We were honored to have Paul Lucas from Daimler Truck NA present at the 2026 SIMULIA Americas Users Conference in Novi, Michigan, May 13-14, 2026.

Abstract: 

Modern durability workflows rely heavily on multibody simulation (MBS) to generate load time histories; however, the scale and variability of these datasets present a significant challenge for interpretation, reduction, and reuse. MOBI-LAB (Multibody Operational Behavior & Integration Lab) addresses this gap by establishing a structured, data-driven framework that transforms raw multibody simulation outputs into actionable load intelligence.

At its foundation, MOBI-LAB integrates multibody-generated load histories across multiple vehicle configurations, duty cycles, and operating conditions into a unified database. Rather than treating each simulation as an isolated result, the framework organizes loads by subsystem, channel, and configuration, enabling direct comparison across a fleet of vehicles. This multibody-centric approach preserves the physical fidelity of system-level dynamics while creating a consistent structure for downstream analysis.
Advanced signal processing and feature extraction techniques are applied to the MBS outputs, including time-domain statistics, frequency-domain representations, and fatigue-relevant metrics derived from load histories. These features are then used in dimensionality reduction and clustering workflows (e.g., PCA and k-means) to identify dominant load behaviors, group similar operating conditions, and quantify variability across the dataset.
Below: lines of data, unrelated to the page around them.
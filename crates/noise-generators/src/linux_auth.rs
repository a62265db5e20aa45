//! Linux authentication log (syslog)
//!
//! `raw` is the syslog MSG part; the emitting program goes in `Event::source`
//! so senders can place it in the header.

use crate::common::{
    ATTACK_USERS, HOSTS, TemplateTable, USERS, ephemeral_port, external_ip, hex_id, internal_ip,
    pick, template_list, unknown_template,
};
use crate::fields::{Fields, merge_scalars, text};
use chrono::Utc;
use noise_core::{
    ContentGenerator, Event, EventFormat, EventTypeDescriptor, GenerateError, Overrides, Severity,
    TemplateDescriptor,
};
use rand::Rng;
use serde_json::json;

pub const EVENT_TYPE: &str = "linux_auth";

const TEMPLATES: TemplateTable = &[
    ("ssh_accepted", "SSH accepted", "Successful SSH authentication"),
    ("ssh_failed", "SSH failed", "Failed SSH password attempt"),
    ("sudo_command", "sudo", "Command executed through sudo"),
    ("user_added", "useradd", "Local user account created"),
];

const SUDO_COMMANDS: &[&str] = &[
    "/usr/bin/systemctl restart nginx",
    "/usr/bin/apt-get update",
    "/usr/bin/tail -n 200 /var/log/syslog",
    "/bin/cat /etc/shadow",
    "/usr/bin/docker ps",
    "/usr/sbin/iptables -L",
];

pub struct LinuxAuthGenerator;

impl ContentGenerator for LinuxAuthGenerator {
    fn event_type(&self) -> EventTypeDescriptor {
        EventTypeDescriptor {
            id: EVENT_TYPE.to_string(),
            name: "Linux auth.log".to_string(),
            category: "endpoint".to_string(),
            format: EventFormat::Syslog,
            description: "sshd, sudo and useradd messages from the authpriv facility".to_string(),
        }
    }

    fn templates(&self) -> Vec<TemplateDescriptor> {
        template_list(TEMPLATES)
    }

    fn generate(
        &self,
        template_id: &str,
        overrides: Option<&Overrides>,
    ) -> Result<Event, GenerateError> {
        let mut rng = rand::rng();

        let mut fields = Fields::new();
        fields.insert("host".into(), json!(pick(&mut rng, HOSTS)));
        fields.insert("pid".into(), json!(rng.random_range(1000..65000)));

        let (program, severity) = match template_id {
            "ssh_accepted" => {
                fields.insert("user".into(), json!(pick(&mut rng, USERS)));
                fields.insert("src_ip".into(), json!(internal_ip(&mut rng)));
                fields.insert("src_port".into(), json!(ephemeral_port(&mut rng)));
                fields.insert("method".into(), json!(pick(&mut rng, &["publickey", "publickey", "password"])));
                fields.insert("fingerprint".into(), json!(format!("SHA256:{}", hex_id(&mut rng, 43))));
                ("sshd", Severity::Info)
            }
            "ssh_failed" => {
                fields.insert("user".into(), json!(pick(&mut rng, ATTACK_USERS)));
                fields.insert("src_ip".into(), json!(external_ip(&mut rng)));
                fields.insert("src_port".into(), json!(ephemeral_port(&mut rng)));
                fields.insert("invalid_user".into(), json!(rng.random_bool(0.6)));
                ("sshd", Severity::Warn)
            }
            "sudo_command" => {
                let user = pick(&mut rng, USERS);
                fields.insert("user".into(), json!(user));
                fields.insert("tty".into(), json!(format!("pts/{}", rng.random_range(0..6))));
                fields.insert("pwd".into(), json!(format!("/home/{}", user)));
                fields.insert("target_user".into(), json!("root"));
                fields.insert("command".into(), json!(pick(&mut rng, SUDO_COMMANDS)));
                ("sudo", Severity::Info)
            }
            "user_added" => {
                let uid = rng.random_range(1001..1100);
                let name = format!("{}{}", pick(&mut rng, &["backup", "deploy", "support", "test"]), rng.random_range(1..10));
                fields.insert("new_user".into(), json!(name));
                fields.insert("uid".into(), json!(uid));
                fields.insert("gid".into(), json!(uid));
                fields.insert("home".into(), json!(format!("/home/{}", name)));
                fields.insert("shell".into(), json!("/bin/bash"));
                ("useradd", Severity::Warn)
            }
            _ => return Err(unknown_template(EVENT_TYPE, template_id)),
        };
        merge_scalars(&mut fields, overrides)?;

        let raw = match template_id {
            "ssh_accepted" => format!(
                "Accepted {} for {} from {} port {} ssh2: RSA {}",
                text(&fields, "method"),
                text(&fields, "user"),
                text(&fields, "src_ip"),
                text(&fields, "src_port"),
                text(&fields, "fingerprint")
            ),
            "ssh_failed" => {
                let invalid = matches!(fields.get("invalid_user"), Some(v) if v.as_bool() == Some(true));
                format!(
                    "Failed password for {}{} from {} port {} ssh2",
                    if invalid { "invalid user " } else { "" },
                    text(&fields, "user"),
                    text(&fields, "src_ip"),
                    text(&fields, "src_port")
                )
            }
            "sudo_command" => format!(
                "{} : TTY={} ; PWD={} ; USER={} ; COMMAND={}",
                text(&fields, "user"),
                text(&fields, "tty"),
                text(&fields, "pwd"),
                text(&fields, "target_user"),
                text(&fields, "command")
            ),
            _ => format!(
                "new user: name={}, UID={}, GID={}, home={}, shell={}, from=/dev/pts/0",
                text(&fields, "new_user"),
                text(&fields, "uid"),
                text(&fields, "gid"),
                text(&fields, "home"),
                text(&fields, "shell")
            ),
        };

        let mut event = Event::new(EVENT_TYPE, template_id, EventFormat::Syslog, raw);
        event.timestamp = Utc::now();
        event.severity = severity;
        event.host = text(&fields, "host");
        event.source = program.to_string();
        event.sourcetype = "linux_secure".to_string();
        Ok(event)
    }
}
The result is a scalable methodology for reducing thousands of multibody simulations into a manageable set of representative load cases. These cases can be propagated to finite element and fatigue analyses, enabling more efficient and statistically grounded durability assessments. Additionally, the framework supports the integration of machine learning models to predict load characteristics based on vehicle configuration, further enhancing early-stage design capability.
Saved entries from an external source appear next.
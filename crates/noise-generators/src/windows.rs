//! Windows Security event log (XML)
//!
//! Renders the `<Event>` document the Security channel produces, with
//! `<System>` header fields and one `<Data Name=..>` element per field.

use crate::common::{
    ATTACK_USERS, TemplateTable, USERS, WORKSTATIONS, external_ip, internal_ip, pick,
    template_list, unknown_template,
};
use crate::fields::{Fields, merge_scalars, ordered_keys, text, xml_escape};
use chrono::{SecondsFormat, Utc};
use noise_core::{
    ContentGenerator, Event, EventFormat, EventTypeDescriptor, GenerateError, Overrides, Severity,
    TemplateDescriptor,
};
use rand::Rng;
use serde_json::json;
use std::fmt::Write;

pub const EVENT_TYPE: &str = "windows_security";

const TEMPLATES: TemplateTable = &[
    ("logon_success", "4624 Logon", "An account was successfully logged on"),
    ("logon_failure", "4625 Logon failure", "An account failed to log on"),
    ("process_creation", "4688 Process creation", "A new process has been created"),
    ("user_created", "4720 User created", "A user account was created"),
];

const PROVIDER: &str = "Microsoft-Windows-Security-Auditing";
const PROVIDER_GUID: &str = "{54849625-5478-4994-A5BA-3E3B0328C30D}";
const KEYWORDS_SUCCESS: &str = "0x8020000000000000";
const KEYWORDS_FAILURE: &str = "0x8010000000000000";
const DOMAIN: &str = "CORP";

/// Header fields, rendered under `<System>` instead of `<EventData>`
const SYSTEM_KEYS: &[&str] = &["EventID", "Computer", "EventRecordID", "Keywords", "TimeCreated"];

const LOGON_KEYS: &[&str] = &[
    "SubjectUserSid", "SubjectUserName", "SubjectDomainName", "TargetUserName",
    "TargetDomainName", "LogonType", "LogonProcessName", "AuthenticationPackageName",
    "WorkstationName", "IpAddress", "IpPort",
];
const FAILURE_KEYS: &[&str] = &[
    "TargetUserName", "TargetDomainName", "Status", "FailureReason", "SubStatus", "LogonType",
    "LogonProcessName", "AuthenticationPackageName", "WorkstationName", "IpAddress", "IpPort",
];
const PROCESS_KEYS: &[&str] = &[
    "SubjectUserName", "SubjectDomainName", "NewProcessId", "NewProcessName", "TokenElevationType",
    "ProcessId", "CommandLine", "ParentProcessName",
];
const USER_CREATED_KEYS: &[&str] = &[
    "TargetUserName", "TargetDomainName", "TargetSid", "SubjectUserName", "SubjectDomainName",
    "SamAccountName", "UserAccountControl",
];

const PROCESSES: &[(&str, &str, &str)] = &[
    ("C:\\Windows\\System32\\cmd.exe", "cmd.exe /c whoami /all", "C:\\Windows\\explorer.exe"),
    (
        "C:\\Windows\\System32\\WindowsPowerShell\\v1.0\\powershell.exe",
        "powershell.exe -NoProfile -ExecutionPolicy Bypass -EncodedCommand SQBFAFgAIAAoAE4AZQB3AC0ATwBiAGoA",
        "C:\\Program Files\\Microsoft Office\\root\\Office16\\WINWORD.EXE",
    ),
    ("C:\\Windows\\System32\\notepad.exe", "notepad.exe C:\\Users\\Public\\notes.txt", "C:\\Windows\\explorer.exe"),
    ("C:\\Windows\\System32\\net.exe", "net user /domain", "C:\\Windows\\System32\\cmd.exe"),
    ("C:\\Program Files\\Google\\Chrome\\Application\\chrome.exe", "chrome.exe --type=renderer", "C:\\Program Files\\Google\\Chrome\\Application\\chrome.exe"),
];

fn sid<R: Rng + ?Sized>(rng: &mut R) -> String {
    format!(
        "S-1-5-21-{}-{}-{}-{}",
        rng.random_range(1_000_000_000u32..4_000_000_000),
        rng.random_range(1_000_000_000u32..4_000_000_000),
        rng.random_range(1_000_000_000u32..4_000_000_000),
        rng.random_range(1100..9999)
    )
}

pub struct WindowsSecurityGenerator;

impl ContentGenerator for WindowsSecurityGenerator {
    fn event_type(&self) -> EventTypeDescriptor {
        EventTypeDescriptor {
            id: EVENT_TYPE.to_string(),
            name: "Windows Security".to_string(),
            category: "endpoint".to_string(),
            format: EventFormat::Xml,
            description: "Security channel events for logons, process creation and account management"
                .to_string(),
        }
    }

    fn templates(&self) -> Vec<TemplateDescriptor> {
        template_list(TEMPLATES)
    }

    fn generate(
        &self,
        template_id: &str,
        overrides: Option<&Overrides>,
    ) -> Result<Event, GenerateError> {
        let mut rng = rand::rng();
        let now = Utc::now();
        let computer = format!("{}.corp.local", pick(&mut rng, WORKSTATIONS));

        let mut fields = Fields::new();
        fields.insert("Computer".into(), json!(computer));
        fields.insert("EventRecordID".into(), json!(rng.random_range(100_000u64..9_000_000)));
        fields.insert("TimeCreated".into(), json!(now.to_rfc3339_opts(SecondsFormat::Micros, true)));
        fields.insert("Keywords".into(), json!(KEYWORDS_SUCCESS));

        let (event_id, order, severity): (u32, &[&str], Severity) = match template_id {
            "logon_success" => {
                let remote = rng.random_bool(0.4);
                fields.insert("SubjectUserSid".into(), json!("S-1-5-18"));
                fields.insert("SubjectUserName".into(), json!(format!("{}$", computer.split('.').next().unwrap_or_default())));
                fields.insert("SubjectDomainName".into(), json!(DOMAIN));
                fields.insert("TargetUserName".into(), json!(pick(&mut rng, USERS)));
                fields.insert("TargetDomainName".into(), json!(DOMAIN));
                fields.insert("LogonType".into(), json!(if remote { 10 } else { pick_logon_type(&mut rng) }));
                fields.insert("LogonProcessName".into(), json!(if remote { "User32" } else { "Kerberos" }));
                fields.insert("AuthenticationPackageName".into(), json!(if remote { "Negotiate" } else { "Kerberos" }));
                fields.insert("WorkstationName".into(), json!(pick(&mut rng, WORKSTATIONS)));
                fields.insert("IpAddress".into(), json!(internal_ip(&mut rng)));
                fields.insert("IpPort".into(), json!(rng.random_range(49152..65535)));
                (4624, LOGON_KEYS, Severity::Info)
            }
            "logon_failure" => {
                fields.insert("Keywords".into(), json!(KEYWORDS_FAILURE));
                fields.insert("TargetUserName".into(), json!(pick(&mut rng, ATTACK_USERS)));
                fields.insert("TargetDomainName".into(), json!(DOMAIN));
                fields.insert("Status".into(), json!("0xC000006D"));
                fields.insert("FailureReason".into(), json!("%%2313"));
                fields.insert(
                    "SubStatus".into(),
                    json!(pick(&mut rng, &["0xC000006A", "0xC0000064", "0xC0000234"])),
                );
                fields.insert("LogonType".into(), json!(3));
                fields.insert("LogonProcessName".into(), json!("NtLmSsp"));
                fields.insert("AuthenticationPackageName".into(), json!("NTLM"));
                fields.insert("WorkstationName".into(), json!("-"));
                fields.insert("IpAddress".into(), json!(external_ip(&mut rng)));
                fields.insert("IpPort".into(), json!(rng.random_range(1024..65535)));
                (4625, FAILURE_KEYS, Severity::Warn)
            }
            "process_creation" => {
                let (image, command_line, parent) = PROCESSES[rng.random_range(0..PROCESSES.len())];
                fields.insert("SubjectUserName".into(), json!(pick(&mut rng, USERS)));
                fields.insert("SubjectDomainName".into(), json!(DOMAIN));
                fields.insert("NewProcessId".into(), json!(format!("0x{:x}", rng.random_range(0x100u32..0xffff))));
                fields.insert("NewProcessName".into(), json!(image));
                fields.insert("TokenElevationType".into(), json!("%%1938"));
                fields.insert("ProcessId".into(), json!(format!("0x{:x}", rng.random_range(0x100u32..0xffff))));
                fields.insert("CommandLine".into(), json!(command_line));
                fields.insert("ParentProcessName".into(), json!(parent));
                let severity = if command_line.contains("-EncodedCommand") {
                    Severity::Warn
                } else {
                    Severity::Info
                };
                (4688, PROCESS_KEYS, severity)
            }
            "user_created" => {
                let name = format!("{}{}", pick(&mut rng, &["svc_", "adm_", "tmp_", ""]), pick(&mut rng, USERS));
                fields.insert("TargetUserName".into(), json!(name));
                fields.insert("TargetDomainName".into(), json!(DOMAIN));
                fields.insert("TargetSid".into(), json!(sid(&mut rng)));
                fields.insert("SubjectUserName".into(), json!(pick(&mut rng, &["administrator", "helpdesk", "alice"])));
                fields.insert("SubjectDomainName".into(), json!(DOMAIN));
                fields.insert("SamAccountName".into(), json!(name));
                fields.insert("UserAccountControl".into(), json!("%%2080 %%2082 %%2084"));
                (4720, USER_CREATED_KEYS, Severity::Warn)
            }
            _ => return Err(unknown_template(EVENT_TYPE, template_id)),
        };
        fields.insert("EventID".into(), json!(event_id));
        merge_scalars(&mut fields, overrides)?;

        let host = text(&fields, "Computer");
        let raw = render_event(&fields, order);

        let mut event = Event::new(EVENT_TYPE, template_id, EventFormat::Xml, raw);
        event.timestamp = now;
        event.severity = severity;
        event.host = host;
        event.source = "WinEventLog:Security".to_string();
        event.sourcetype = "XmlWinEventLog:Security".to_string();
        Ok(event)
    }
}

fn pick_logon_type<R: Rng + ?Sized>(rng: &mut R) -> u32 {
    [2, 3, 3, 3, 5, 7][rng.random_range(0..6)]
}

fn render_event(fields: &Fields, order: &[&str]) -> String {
    let field = |key: &str| xml_escape(&text(fields, key));

    let mut xml = String::with_capacity(1024);
    xml.push_str("<Event xmlns='http://schemas.microsoft.com/win/2004/08/events/event'><System>");
    let _ = write!(xml, "<Provider Name='{}' Guid='{}'/>", PROVIDER, PROVIDER_GUID);
    let _ = write!(xml, "<EventID>{}</EventID>", field("EventID"));
    xml.push_str("<Version>0</Version><Level>0</Level><Task>12544</Task><Opcode>0</Opcode>");
    let _ = write!(xml, "<Keywords>{}</Keywords>", field("Keywords"));
    let _ = write!(xml, "<TimeCreated SystemTime='{}'/>", field("TimeCreated"));
    let _ = write!(xml, "<EventRecordID>{}</EventRecordID>", field("EventRecordID"));
    xml.push_str("<Channel>Security</Channel>");
    let _ = write!(xml, "<Computer>{}</Computer>", field("Computer"));
    xml.push_str("</System><EventData>");

    for key in ordered_keys(fields, order) {
        if SYSTEM_KEYS.contains(&key) {
            continue;
        }
        let _ = write!(xml, "<Data Name='{}'>{}</Data>", xml_escape(key), field(key));
    }
    xml.push_str("</EventData></Event>");
    xml
}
MOBI-LAB demonstrates how multibody simulation can evolve from a load generation tool into a central pillar of a data-driven durability ecosystem, enabling faster decision-making, improved correlation across programs, and a systematic approach to load case development in modern CAE workflows.

Presenter: 

Paul Lucas

Technical Fellow - Daimler Truck NA

Paul is a Technical Fellow for Loads and Dynamics at Daimler Trucks North America, with 15 years of experience in advanced CAE, specializing in finite element analysis (FEA) and multibody dynamics (MBS). He provides technical leadership in durability, vibration, and dynamic load analysis, supporting the development and validation of commercial vehicle platforms. In his current role, Paul leads the MOBI-LAB (Multibody Operational Behavior & Integration Lab) initiative, which integrates machine learning and statistical methods into traditional loads-and-dynamics workflows. His efforts focus on modernizing how vehicle loads are characterized, compared, and cascaded across subsystems, and on positioning multibody simulation as a central driver of durability and vibration assessments. Paul has contributed extensively to BEV commercial vehicle development programs, collaborating closely with test and shaker teams to generate multibody-based load inputs for durability and vibration evaluation. His background spans full-vehicle modeling, subsystem load transfer, and the development of scalable analysis methodologies that bridge simulation and test. Paul is also a strong advocate for knowledge sharing and technical mentorship, with a focus on advancing Daimler Trucks’ multibody simulation capabilities and preparing the organization for the next generation of data-driven simulation and virtual validation.